Natural Health Professionals (NHP’s) are not Medical Doctors (MD’s). I understand that I should continue to see any medical doctors I am currently under the care of, and that any prescription medication should not be altered without first consulting the Medical Doctor. The Herb Doctor/Amanda Tsigonias, or employees will not diagnose or treat any known or unknown condition, nor make statements
that might tend to show intent to prescribe any medication for the treatment of a known or unknown condition.
We, the undersigned, hereby acknowledge that the business of The Herb Doctor consists of non-invasive natural remedies, such as vitamins, minerals, herbs and dietary changes to create a healthy environment in the body, and various bodywork modalities, such as Lymphatic Therapy, but not limited to such. Your visit today is based on the belief that the body has a natural ability to heal itself, if given an appropriate internal and external healing environment. Nothing said, done, typed, printed or reproduced by us is intended to diagnose, prescribe, treat or take the place of a licensed physician.

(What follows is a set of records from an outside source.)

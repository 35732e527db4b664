//! Coordinator - turns the three agent results into one prose report

use std::sync::Arc;
use std::time::Instant;

use tracing::{info, info_span, warn, Instrument};

use crate::agent::prompts::synthesis_prompt;
use crate::agent::AgentReport;
use crate::config::LlmConfig;
use crate::llm::{ChatMessage, CodeGenerator, MessageRequest};

/// Summarizes agent results with a single generator call
pub struct Coordinator {
    generator: Arc<dyn CodeGenerator>,
    model: String,
    max_tokens: u32,
}

impl Coordinator {
    pub fn new(generator: Arc<dyn CodeGenerator>, model: impl Into<String>, max_tokens: u32) -> Self {
        Self {
            generator,
            model: model.into(),
            max_tokens,
        }
    }

    pub fn from_config(generator: Arc<dyn CodeGenerator>, llm: &LlmConfig) -> Self {
        Self::new(generator, llm.coordinator_model.clone(), llm.report_max_tokens)
    }

    /// Prose report from the three results
    ///
    /// Never fails: any problem comes back as an `Error generating insights`
    /// message in place of the report.
    pub async fn synthesize(
        &self,
        stats: &AgentReport,
        viz: &AgentReport,
        anomalies: &AgentReport,
    ) -> String {
        println!("[COORDINATOR] Synthesizing insights with {}", self.model);

        let prompt = synthesis_prompt(&stats.to_value(), viz.chart_count(), &anomalies.to_value());
        let request = MessageRequest {
            model: self.model.clone(),
            max_tokens: self.max_tokens,
            messages: vec![ChatMessage::user(prompt)],
            tools: vec![],
        };

        let span = info_span!("llm_call", model = %self.model, role = "coordinator", otel.name = "llm_call");
        let start = Instant::now();
        let result = self.generator.send(&request).instrument(span).await;

        match result {
            Ok(response) => match response.text() {
                Some(text) => {
                    info!(
                        duration_ms = start.elapsed().as_secs_f64() * 1000.0,
                        chars = text.len(),
                        "Insights synthesized"
                    );
                    println!("[COORDINATOR] ✓ Insights synthesized");
                    text.to_string()
                }
                None => {
                    warn!(stop_reason = ?response.stop_reason, "Coordinator response had no text");
                    println!("[COORDINATOR] ✗ Response contained no text");
                    "Error generating insights: response contained no text".to_string()
                }
            },
            Err(e) => {
                warn!(error = %e, "Coordinator call failed");
                println!("[COORDINATOR] ✗ Error: {}", e);
                format!("Error generating insights: {}", e)
            }
        }
    }
}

I agree that The Herb Doctor assumes no responsibility for my actions, nor
for the results of any action I may take with regard to recommendations made during the time period with which The Herb Doctor is retained in the capacity of a Holistic Health Professional. I also attest that I am solely seeking treatment with The Herb Doctor on my own behalf, and not as an agent or representative of any Federal, State, County, Local Agency, or any Independent Doctor’s Office on a mission of entrapment or investigation in behalf of these or any other agencies, either on this or any subsequent visit.

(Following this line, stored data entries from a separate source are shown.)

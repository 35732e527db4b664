//! Task prompts for the analysis agents and the coordinator

use serde_json::Value;

use super::report::AgentKind;

/// First-attempt task prompt for an agent, given the dataset's sandbox path
pub fn task_prompt(kind: AgentKind, dataset_path: &str) -> String {
    match kind {
        AgentKind::Statistical => statistical_prompt(dataset_path),
        AgentKind::Anomaly => anomaly_prompt(dataset_path),
        AgentKind::Visualization => visualization_prompt(dataset_path),
    }
}

fn statistical_prompt(dataset_path: &str) -> String {
    format!(
        r#"You are a statistical analyst. A dataset has been uploaded to {dataset_path}.

Your task: Perform comprehensive statistical analysis including:
1. Summary statistics (mean, median, std dev, min, max, quartiles) for ALL numeric columns
2. Correlation analysis - find correlations with |r| > 0.3 and report them
3. Distribution analysis - test for normality using Shapiro-Wilk test (sample max 5000 rows)
4. Identify the 3 strongest relationships in the data

Write Python code that:
- Loads the CSV with pandas
- Computes all statistics
- Creates a results dictionary with the keys "summary_statistics", "correlations",
  "distribution_tests" and "strongest_relationships"
- Prints the results as JSON

IMPORTANT: Print the results as a single valid JSON object at the end."#
    )
}

fn anomaly_prompt(dataset_path: &str) -> String {
    format!(
        r#"You are an anomaly detection specialist. A dataset has been uploaded to {dataset_path}.

Your task: Detect ALL data quality issues and anomalies:

1. **Statistical Outliers**: Use Z-score method (|z| > 3) for ALL numeric columns
2. **Impossible Values**:
   - Negative values where they shouldn't exist (quantities, prices, totals, etc)
   - Values outside valid ranges (e.g., rates > 1)
3. **Missing Values**: Count missing values per column
4. **Duplicate Rows**: Find exact duplicate rows
5. **Suspicious Patterns**: Detect repeated exact values that seem unnatural

Write Python code that:
- Loads the CSV with pandas
- Checks all the above issues
- Creates a results dictionary with:
  {{
    "outliers": [list of dicts with row, column, value, reason, z_score],
    "data_quality": {{
      "missing_values": {{column: count}},
      "duplicate_rows": count,
      "suspicious_patterns": [descriptions]
    }},
    "total_issues": count,
    "severity": "low/medium/high"
  }}
- Prints the results as JSON

IMPORTANT: Print the complete results as a single valid JSON object."#
    )
}

fn visualization_prompt(dataset_path: &str) -> String {
    format!(
        r#"You are a data visualization expert. A dataset has been uploaded to {dataset_path}.

Your task: Create 4 insightful visualizations of this dataset, for example:
1. Correlation heatmap of the numeric columns
2. Distribution of a key numeric variable
3. Relationship between two numeric variables
4. Trend over time or breakdown by category

Write Python code with pandas, matplotlib and seaborn that creates all 4 charts.
MUST call plt.show() after each plot."#
    )
}

/// Stricter retry prompt used once when the first program does not plot
pub fn visualization_retry_prompt(dataset_path: &str) -> String {
    format!(
        r#"You are a data visualization expert. A dataset has been uploaded to {dataset_path}.

STEP 1: First, load the data and examine its structure to understand what columns are available.

STEP 2: Based on the available columns, create 4 insightful visualizations. Choose appropriate visualizations such as:
- Correlation heatmap for numeric columns
- Distribution plots for key numeric variables
- Scatter plots showing relationships between variables
- Time series plots if date columns exist
- Category analysis if categorical columns exist

CRITICAL REQUIREMENTS:
1. You MUST create exactly 4 separate visualizations
2. Each visualization MUST be followed by plt.show() to display it
3. Use plt.figure() before each new plot
4. Choose visualizations that match the actual columns in the dataset

Example structure:
```python
import pandas as pd
import matplotlib.pyplot as plt
import seaborn as sns

df = pd.read_csv('{dataset_path}')

# Chart 1
plt.figure(figsize=(10, 6))
# ... create plot based on actual columns ...
plt.show()  # REQUIRED

# Chart 2
plt.figure(figsize=(10, 6))
# ... create plot based on actual columns ...
plt.show()  # REQUIRED

# Continue for charts 3 and 4...
```

Write the complete Python code now."#
    )
}

/// Follow-up asking for a prose reading of the program output
pub const INTERPRETATION_REQUEST: &str =
    "Interpret these results for a business audience: what stands out, what is reliable, and what needs follow-up. Answer in prose; do not run more code.";

/// Summarization prompt for the coordinator
///
/// Statistics and anomalies are embedded as pretty-printed JSON; the
/// visualization result is reduced to its chart count.
pub fn synthesis_prompt(stats: &Value, chart_count: usize, anomalies: &Value) -> String {
    let stats_json = serde_json::to_string_pretty(stats).unwrap_or_else(|_| stats.to_string());
    let anomalies_json =
        serde_json::to_string_pretty(anomalies).unwrap_or_else(|_| anomalies.to_string());

    format!(
        r#"You are a business strategy consultant. You've received analysis from 3 specialist teams:

**STATISTICAL ANALYSIS TEAM:**
{stats_json}

**VISUALIZATION TEAM:**
Generated {chart_count} charts showing data patterns and relationships.

**ANOMALY DETECTION TEAM:**
{anomalies_json}

Your task: Create a compelling executive report with:

## Executive Summary
3-4 sentence overview of the most critical findings

## Key Findings
Top 5 insights that matter most for business decisions. For each:
- What the data shows
- Why it matters
- Supporting evidence from the analysis

## Recommendations
3-5 actionable recommendations with:
- Specific action to take
- Expected impact
- Priority level (High/Medium/Low)

## Risk Assessment
2-3 key risks identified from the data quality and anomaly analysis

## Data Quality Notes
Brief summary of data issues found and their potential impact

Use clear, business-friendly language. Be specific with numbers where available. Focus on actionable insights."#
    )
}

#[cfg(test)]
mod tests {
    use super::*;
    use serde_json::json;

    #[test]
    fn test_prompts_embed_dataset_path() {
        for kind in [AgentKind::Statistical, AgentKind::Anomaly, AgentKind::Visualization] {
            assert!(task_prompt(kind, "/home/user/data.csv").contains("/home/user/data.csv"));
        }
        let retry = visualization_retry_prompt("/home/user/data.csv");
        assert!(retry.contains("pd.read_csv('/home/user/data.csv')"));
        assert!(retry.matches("plt.show()").count() >= 2);
    }

    #[test]
    fn test_anomaly_prompt_keeps_literal_braces() {
        let prompt = task_prompt(AgentKind::Anomaly, "/d.csv");
        assert!(prompt.contains("\"data_quality\": {"));
        assert!(prompt.contains("{column: count}"));
    }

    #[test]
    fn test_synthesis_prompt_reduces_visualization_to_count() {
        let prompt = synthesis_prompt(&json!({"n": 1}), 4, &json!({"total_issues": 2}));
        assert!(prompt.contains("Generated 4 charts"));
        assert!(prompt.contains("\"total_issues\": 2"));
        assert!(prompt.contains("## Risk Assessment"));
    }
}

I understand that I am responsible and accountable for all charges incurred, and any subsequent interest and/or past due charges for unpaid balances, including any charges for collecting on all ‘past due’ bills.
Due to Federal Regulations, opened supplements can not be returned for a refund.
The signatures below signify a contract that is not subject to change or adjustment by any non-vested party. My signature below indicates that I have read all of the above statements and that I accept and understand them completely. I agree to consult with The Herb Doctor on these terms.